Santo
Amargo da Purificação. O poeta Paulo Martins,
de Terra em Transe, surge e se estabelece como
o personagem-símbolo de uma consciência
que o Cinema Novo levara tempo para construir (ou assumir),
e que dali para adiante serviria como uma espécie
de oráculo das possibilidades de atuação
do cineasta enquanto gerador de um discurso que, errante,
falível, "amargo" que parecesse, não
tinha outra intenção que não a
"purificação", a transformação.
O percurso do poeta é feito de verdades cambiantes.
Enquanto existem e têm sua validade, são
levadas às últimas conseqüências,
para logo a frente serem abandonadas e substituídas
por outras. A verdade de Paulo Martins funciona pela
eliminação das contradições:
mesmo que suas idéias sejam opostas entre si,
esse choque será suavizado pela vontade, desde
sempre muito clara e inequívoca, de renovação
das estruturas em que está envolvido. O quociente
de seu dilema é a ambigüidade, e o instrumento
de exposição dela é o discurso.
Daí o famoso "distanciamento bretchiano",
a atuação em função tripla,
protagonista da própria memória, ao mesmo
tempo que narrador da história que revive e comentarista
crítico dela. O que garante a integridade de
Paulo Martins na passagem de um nível a outro,
o que torna legítimo seu sacrifício final,
o que faz compreensível sua flutuação
entre a esquerda populista e a direita totalitária
é a construção verbal que acompanha
estes momentos. O discurso como organizador de uma concepção
de mundo, forte o bastante para tornar maleável
a noção de verdade, mas nunca para poder
prescindir de uma.
É sob o signo dessa santidade que nasce o governante
que protagoniza Blá Blá Blá.
Num momento de crise, o político interpretado
por Paulo Gracindo vai à tevê fazer um
discurso à nação. Como diz mais
adiante um ativista cujos pequenos trechos de uma conversa
são colocados entre a fala do político,
"já não se trata mais de ideologia,
mas de temperamento". À Andrea Tonacci interessará
menos o conteúdo programático da fala,
suas idéias, sua tendência política,
e mais as reações que as nuances desse
discurso provocam em quem o profere, as variações
do estado de humor de Gracindo, correspondendo sempre
à carga dramática necessária para
dar força a este ou aquele dito, como uma espécie
de circuito que funciona bem desde que cada pequena
parte de suas engrenagens cumpra seu papel, mesmo que
uma não tenha rigorosamente nenhuma afinidade
com a outra.

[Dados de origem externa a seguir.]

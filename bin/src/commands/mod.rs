//! CLI command implementations.

pub(crate) mod classify;
pub(crate) mod dump;
pub(crate) mod symbols;
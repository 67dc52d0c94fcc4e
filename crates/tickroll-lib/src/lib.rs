//! Ticker classification and time-bucketed OHLC rollups for tick CSV exports.
//!
//! This is a facade crate that re-exports functionality from the tickroll
//! workspace crates, and hosts the batch pipeline that chains them.

#![doc = include_str!("../README.md")]
#![doc(issue_tracker_base_url = "https://github.com/factordynamics/tickroll/issues/")]
#![cfg_attr(docsrs, feature(doc_cfg, doc_auto_cfg))]
#![warn(missing_docs)]
#![forbid(unsafe_code)]

mod config;
mod pipeline;

pub use config::PipelineConfig;
pub use pipeline::{BatchOutput, BatchProcessor, SymbolSeries};

// Re-export core types
pub use tickroll_types::*;

// Re-export classification
pub use tickroll_classify::{
    AllowList, ClassifierCache, Profile, ProfileParseError, classify, normalize_weekly,
    underlying_of,
};

// Re-export aggregation
pub use tickroll_aggregate::{
    BatchExpiry, BuildOptions, BuildStats, ColumnarIndex, DuplicatePolicy, ExpiryIndex,
    ExpiryPolicy, FixedExpiry, IndexBuild, OhlcAggregator, OhlcBucket, RowErrorPolicy,
    TradingDayCount, aggregate, bucket_start,
};

// Re-export formatters
pub use tickroll_format::{
    CsvFormatter, DataRow, FormatError, Formatter, JsonFormatter, JsonStyle, LayoutStyle,
    OutputFormat, OutputLayout, SeriesDocument, SymbolsDocument, write_json_file,
};

#[cfg(feature = "parquet")]
pub use tickroll_format::ParquetFormatter;

// Re-export ingestion
pub use tickroll_ingest::{
    BatchFile, IngestError, LoadedBatch, Row, batch_stream, discover_batches, parse_file_date,
    read_rows, read_rows_from,
};

/// Prelude module for convenient imports.
///
/// ```
/// use tickroll_lib::prelude::*;
/// ```
pub mod prelude {
    pub use tickroll_types::{
        ExpiryKind, InstrumentKind, LocalZone, OptionType, Result, TickRecord, TickerIdentity,
        Timeframe, TickrollError,
    };

    pub use tickroll_classify::{AllowList, Profile, classify, underlying_of};

    pub use tickroll_aggregate::{
        BatchExpiry, ColumnarIndex, ExpiryIndex, OhlcAggregator, OhlcBucket, aggregate,
    };

    pub use tickroll_format::{
        Formatter, LayoutStyle, OutputFormat, OutputLayout, SeriesDocument, SymbolsDocument,
    };

    pub use tickroll_ingest::{BatchFile, LoadedBatch, batch_stream, discover_batches};

    pub use crate::{BatchOutput, BatchProcessor, PipelineConfig};
}
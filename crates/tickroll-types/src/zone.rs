//! Time zone used to read and bucket input timestamps.

use chrono::{DateTime, FixedOffset, NaiveDate, NaiveDateTime, NaiveTime, TimeZone};
use serde::{Deserialize, Serialize};
use std::str::FromStr;

use crate::{Result, TickrollError};

/// Day-first layouts accepted for `Date/Time`, after `-` is normalized to `/`.
const DATE_TIME_FORMATS: [&str; 3] = ["%d/%m/%Y %H:%M:%S", "%d/%m/%Y %H:%M", "%Y/%m/%d %H:%M:%S"];

/// Date-only layout, read as local midnight.
const DATE_FORMAT: &str = "%d/%m/%Y";

/// The local zone that input timestamps are expressed in.
///
/// Passed explicitly to every parse; there is no process-wide default zone.
#[derive(Debug, Clone, Copy, PartialEq, Eq, Hash, Serialize, Deserialize)]
#[serde(try_from = "String", into = "String")]
pub struct LocalZone {
    offset: FixedOffset,
}

impl LocalZone {
    /// UTC.
    pub const UTC: Self = Self::from_offset_secs(0);

    /// India Standard Time (UTC+05:30), the zone of NSE exports.
    pub const IST: Self = Self::from_offset_secs(5 * 3600 + 30 * 60);

    const fn from_offset_secs(secs: i32) -> Self {
        match FixedOffset::east_opt(secs) {
            Some(offset) => Self { offset },
            None => panic!("offset out of range"),
        }
    }

    /// Creates a zone from a fixed UTC offset.
    #[must_use]
    pub const fn new(offset: FixedOffset) -> Self {
        Self { offset }
    }

    /// Returns the underlying UTC offset.
    #[must_use]
    pub const fn offset(&self) -> FixedOffset {
        self.offset
    }

    /// Parses a day-first `Date/Time` value into epoch seconds.
    ///
    /// Hyphens are normalized to slashes first, so `24-02-2022 09:15:00` and
    /// `24/02/2022 09:15:00` are equivalent. A bare date is read as midnight.
    ///
    /// # Errors
    ///
    /// Returns [`TickrollError::MalformedTimestamp`] if no layout matches.
    pub fn parse_instant(&self, raw: &str) -> Result<i64> {
        let normalized = raw.trim().replace('-', "/");

        let naive = DATE_TIME_FORMATS
            .iter()
            .find_map(|fmt| NaiveDateTime::parse_from_str(&normalized, fmt).ok())
            .or_else(|| {
                NaiveDate::parse_from_str(&normalized, DATE_FORMAT)
                    .ok()
                    .map(|d| d.and_time(NaiveTime::MIN))
            })
            .ok_or_else(|| TickrollError::MalformedTimestamp {
                value: raw.to_string(),
                reason: "expected DD/MM/YYYY HH:MM[:SS]".to_string(),
            })?;

        self.offset
            .from_local_datetime(&naive)
            .single()
            .map(|dt| dt.timestamp())
            .ok_or_else(|| TickrollError::MalformedTimestamp {
                value: raw.to_string(),
                reason: "not representable in zone".to_string(),
            })
    }

    /// Converts epoch seconds into a date-time in this zone.
    #[must_use]
    pub fn datetime(&self, instant: i64) -> Option<DateTime<FixedOffset>> {
        DateTime::from_timestamp(instant, 0).map(|utc| utc.with_timezone(&self.offset))
    }

    /// Returns the local calendar day containing `instant`.
    #[must_use]
    pub fn calendar_day(&self, instant: i64) -> Option<NaiveDate> {
        self.datetime(instant).map(|dt| dt.date_naive())
    }
}

impl Default for LocalZone {
    fn default() -> Self {
        Self::IST
    }
}

impl std::fmt::Display for LocalZone {
    fn fmt(&self, f: &mut std::fmt::Formatter<'_>) -> std::fmt::Result {
        write!(f, "{}", self.offset)
    }
}

impl FromStr for LocalZone {
    type Err = ZoneParseError;

    fn from_str(s: &str) -> std::result::Result<Self, Self::Err> {
        let trimmed = s.trim();
        match trimmed.to_lowercase().as_str() {
            "utc" | "z" | "gmt" => return Ok(Self::UTC),
            "ist" | "asia/kolkata" | "asia/calcutta" => return Ok(Self::IST),
            _ => {}
        }

        let err = || ZoneParseError(s.to_string());
        let (sign, rest) = match trimmed.as_bytes().first() {
            Some(b'+') => (1, &trimmed[1..]),
            Some(b'-') => (-1, &trimmed[1..]),
            _ => return Err(err()),
        };
        let (hours, minutes) = rest.split_once(':').unwrap_or((rest, "0"));
        let hours = offset_field(hours, 24).ok_or_else(err)?;
        let minutes = offset_field(minutes, 60).ok_or_else(err)?;

        FixedOffset::east_opt(sign * (hours * 3600 + minutes * 60))
            .map(Self::new)
            .ok_or_else(err)
    }
}

/// Parses one or two ASCII digits below `limit`.
fn offset_field(digits: &str, limit: i32) -> Option<i32> {
    if digits.is_empty() || digits.len() > 2 || !digits.bytes().all(|b| b.is_ascii_digit()) {
        return None;
    }
    digits.parse().ok().filter(|value| *value < limit)
}

impl TryFrom<String> for LocalZone {
    type Error = ZoneParseError;

    fn try_from(value: String) -> std::result::Result<Self, Self::Error> {
        value.parse()
    }
}

impl From<LocalZone> for String {
    fn from(value: LocalZone) -> Self {
        value.to_string()
    }
}

/// Error returned when parsing an invalid zone string.
#[derive(Debug, Clone, PartialEq, Eq)]
pub struct ZoneParseError(String);

impl std::fmt::Display for ZoneParseError {
    fn fmt(&self, f: &mut std::fmt::Formatter<'_>) -> std::fmt::Result {
        write!(
            f,
            "invalid zone '{}', expected UTC, IST or an offset such as +05:30",
            self.0
        )
    }
}

impl std::error::Error for ZoneParseError {}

O discurso que atravessa todo o média-metragem
é como este circuito. Vai da defesa da paz ao
deslumbre militarista da guerra, do clamor pela recuperação
das estruturas de poder estabelecidas à decisão
firme pela luta armada, da vontade de adesão
e conquista daquele a quem o discurso é dirigido
(o povo) à sua total execração.
A semelhança com Paulo Martins não é
pouca.
"Chegou ao fim a ambigüidade do poder revolucionário",
eis a primeira frase do comício solitário
de Blá Blá Blá. A inconstância
do poeta de Terra em Transe já não
se sustentava, nem mesmo como a dúvida fundamental
de uma classe em crise quando chamada às pressas
a se posicionar dentro de um regime ditatorial. A resposta
a essa dúvida, a libertação como
saída para a crise, já não poderia
se dar pelo discurso. Tonacci, ao invés de tentar
eliminar as contradições de seu protagonista,
condensa-as, subtrai qualquer tipo de elemento dispersivo
e faz com que se sucedam de maneira calculada, torna
impossível negá-las como evidência.
A denúncia da verdade planejada do discurso se
dá também pela montanha-russa emocional
que Gracindo vive junto com as palavras que diz. Passa
da tensão leve à exaltação,
tosse, sua, recorre à goles de água, vai
rapidamente do tom de vencedor ao de vencido, até
se entregar ao clima de confidência sem esperança
com que encerra a transmissão. Existe aqui também
aquele mesmo distanciamento de Paulo Martins, potencializado
pelo dispositivo televisivo. O governante funciona ao
mesmo tempo como narrador e personagem da história
que cria em seu discurso. A televisão possibilita
sua existência imediata enquanto realidade e simulacro,
transmite ao vivo a narrativa que ele constrói
palavra a palavra. A câmera de tevê (mas,
na verdade, a câmera de cinema) deixa de ser mera
captadora da imagem e passa a ser cúmplice daquilo
que acontece à sua frente. Gracindo se vira para
ela, debruça-se derrotado sobre o púlpito,
exibe cada ruga, cada careta expressiva com a coragem
de quem se entrega de corpo e alma a cada frase dita
e que sofre as conseqüências das oposições
entre uma e outra. Essencializado, o discurso político
se transforma na situação quase patética
de um homem sozinho no escuro, com um microfone à
sua frente e uma série de contradições
escritas num papel. Amargo, mas sem qualquer expectativa
de purificação.
A terceira função do distanciamento não
poderia, portanto, ficar a cargo do político
– é como se a prática retórica
impedisse qualquer autocrítica. Os comentários
sobre a fala quem faz é o próprio Tonacci.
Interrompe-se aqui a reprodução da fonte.